Poems About the Planet

by Judith Nicholls & illustrated by Beth Krommes

Pub Date: Feb. 1st, 2003
ISBN: 1-84148-058-4
Publisher: Barefoot Books

A wide-ranging poetry collection covers sea, sun, sky, and earth illuminated by stunning illustrations. Nicholls has ranged far in her choice of poets, too, choosing John Updike and Charlotte Zolotow along with Issa and Buson. There’s a traditional Albanian riddle and a handful of translations. Most of the poems are quite short and none are longer than a page. Readers will find Emily Dickinson on snow and “The Juggler of Day”; there is Rabindranath Tagore in an excerpt from “Stray Birds.” Sappho’s “Evening Star!
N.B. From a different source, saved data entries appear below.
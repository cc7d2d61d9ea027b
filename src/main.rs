mod core;
use clap::Parser;

fn main() -> anyhow::Result<()> {
    let chk = core::Checker::parse();
    let _log_handle = log4rs::init_config(core::build_log_config(&chk)?)?;

    core::run(&chk)?;

    log::debug!("{:?}", chk);
    Ok(())
}
use super::error::{DatasetError, DatasetResult};
use super::imageio::{load_luma, load_rgb, mask_to_tensor, rgb_to_tensor};
use super::masks::{body_silhouette, isolate_head, isolate_worn_cloth, LabelGrid};
use super::pose::{read_keypoints, PoseHeatmap};
use super::resolver::{PathResolver, ResolveSample, SamplePaths};
use super::{DatasetOptions, Stage};
use candle_core::{Device, Tensor};
use std::path::PathBuf;

/// One training example. Images are `[-1, 1]`, `cloth_mask` is `[0, 1]`.
#[derive(Debug, Clone)]
pub struct TryOnExample {
    pub cloth_name: String,
    pub im_name: String,
    /// `(3, H, W)` input garment.
    pub cloth: Tensor,
    /// `(1, H, W)`.
    pub cloth_mask: Tensor,
    /// `(3, H, W)` person photograph.
    pub image: Tensor,
    /// `(1 + 3 + J, H, W)` silhouette, head and pose stacked.
    pub agnostic: Tensor,
    /// `(3, H, W)` garment as worn, the supervision target.
    pub parse_cloth: Tensor,
    pub shape: Tensor,
    pub head: Tensor,
    pub pose_image: Tensor,
    /// Only present for the geometric matching stage.
    pub grid_image: Option<Tensor>,
}

impl TryOnExample {
    pub const TENSOR_NAMES: [&'static str; 9] = [
        "cloth",
        "cloth_mask",
        "image",
        "agnostic",
        "parse_cloth",
        "shape",
        "head",
        "pose_image",
        "grid_image",
    ];

    /// Tensors in bundle order, the grid image only when present.
    pub fn tensors(&self) -> Vec<(&'static str, &Tensor)> {
        let all = [
            Some(&self.cloth),
            Some(&self.cloth_mask),
            Some(&self.image),
            Some(&self.agnostic),
            Some(&self.parse_cloth),
            Some(&self.shape),
            Some(&self.head),
            Some(&self.pose_image),
            self.grid_image.as_ref(),
        ];
        Self::TENSOR_NAMES
            .iter()
            .zip(all)
            .filter_map(|(name, t)| t.map(|t| (*name, t)))
            .collect()
    }
}

#[derive(Debug, Clone)]
pub struct TryOnDataset {
    resolver: PathResolver,
    stage: Stage,
    fine_width: u32,
    fine_height: u32,
    radius: u32,
    joints: usize,
    grid_path: PathBuf,
    device: Device,
}

impl TryOnDataset {
    pub fn new(opts: &DatasetOptions, resolver: PathResolver) -> DatasetResult<Self> {
        if opts.fine_width == 0 || opts.fine_height == 0 {
            return Err(DatasetError::Config(format!(
                "working resolution must be non-empty, got {}x{}",
                opts.fine_width, opts.fine_height
            )));
        }
        if resolver.is_empty() {
            log::warn!("dataset is empty");
        }
        Ok(Self {
            resolver,
            stage: opts.stage,
            fine_width: opts.fine_width,
            fine_height: opts.fine_height,
            radius: opts.radius,
            joints: opts.joints,
            grid_path: opts.grid_path.clone(),
            device: Device::Cpu,
        })
    }

    pub fn with_device(mut self, device: Device) -> Self {
        self.device = device;
        self
    }

    pub fn name(&self) -> &'static str {
        match self.resolver {
            PathResolver::ListFile(_) => "CPDataset",
            PathResolver::Convention(_) => "VVTDataset",
        }
    }

    pub fn len(&self) -> usize {
        self.resolver.len()
    }

    pub fn is_empty(&self) -> bool {
        self.resolver.is_empty()
    }

    pub fn stage(&self) -> Stage {
        self.stage
    }

    pub fn device(&self) -> &Device {
        &self.device
    }

    pub fn resolve(&self, index: usize) -> DatasetResult<SamplePaths> {
        self.resolver.resolve(index)
    }

    pub fn get(&self, index: usize) -> DatasetResult<TryOnExample> {
        let (w, h) = (self.fine_width, self.fine_height);
        let dev = &self.device;
        let paths = self.resolver.resolve(index)?;

        let cloth = rgb_to_tensor(&load_rgb(&paths.garment_image, w, h)?, dev)?;
        let cloth_mask = mask_to_tensor(&load_luma(&paths.garment_mask, w, h)?, dev)?;

        let image = rgb_to_tensor(&load_rgb(&paths.person_image, w, h)?, dev)?;
        let parse = LabelGrid::load(&paths.segmentation, w, h)?;

        let shape = body_silhouette(&parse, w, h, dev)?;
        let head = isolate_head(&image, &parse)?;
        let parse_cloth = isolate_worn_cloth(&image, &parse)?;

        let (pose_map, pose_image) = self.pose(&paths)?;

        let agnostic = Tensor::cat(&[&shape, &head, &pose_map], 0)?;

        let grid_image = match self.stage {
            Stage::Gmm => Some(rgb_to_tensor(&load_rgb(&self.grid_path, w, h)?, dev)?),
            Stage::Tom => None,
        };

        Ok(TryOnExample {
            cloth_name: paths.garment_name,
            im_name: paths.person_name,
            cloth,
            cloth_mask,
            image,
            agnostic,
            parse_cloth,
            shape,
            head,
            pose_image,
            grid_image,
        })
    }

    fn pose(&self, paths: &SamplePaths) -> DatasetResult<(Tensor, Tensor)> {
        let keypoints = read_keypoints(&paths.keypoints)?;
        if keypoints.len() != self.joints {
            return Err(DatasetError::JointCountMismatch {
                path: paths.keypoints.clone(),
                found: keypoints.len(),
                expected: self.joints,
            });
        }
        PoseHeatmap::build(&keypoints, self.fine_width, self.fine_height, self.radius)
            .to_tensors(&self.device)
    }
}
//! Persistence layer: the durable analysis store, the cache in front of it,
//! and cache-backed rate limiting.

pub mod analyses;
pub mod cache;
pub mod document;
pub mod error;
pub mod rate_limit;

pub use analyses::AnalysisStore;
pub use cache::{Cache, MemoryCache};
pub use document::{DocumentStore, MemoryStore};
pub use error::StoreError;
pub use rate_limit::{RateDecision, RateLimiter};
You bring back / All that the bright dawn scattered” faces a Pasamaquoddy Indian song: “We are the stars which sing. / We sing with our light.” The illustrations are gorgeous—Krommes (The Lamp, the Ice, and the Boat Called Fish, 2001, etc.) sketches her images on scratchboard, photocopies the result, then fills in the copies with watercolor. The result is a brilliant use of pattern and placement in space along with color that leaps from the page. The pictures are full of the flora and fauna of the natural world, but almost every scene also has a person, so readers and listeners can see their place in the sun. An unnecessary introduction is a bit overlong—these poems speak for themselves and their message is clear: we are indeed of the earth. (Picture book/poetry. 4-8)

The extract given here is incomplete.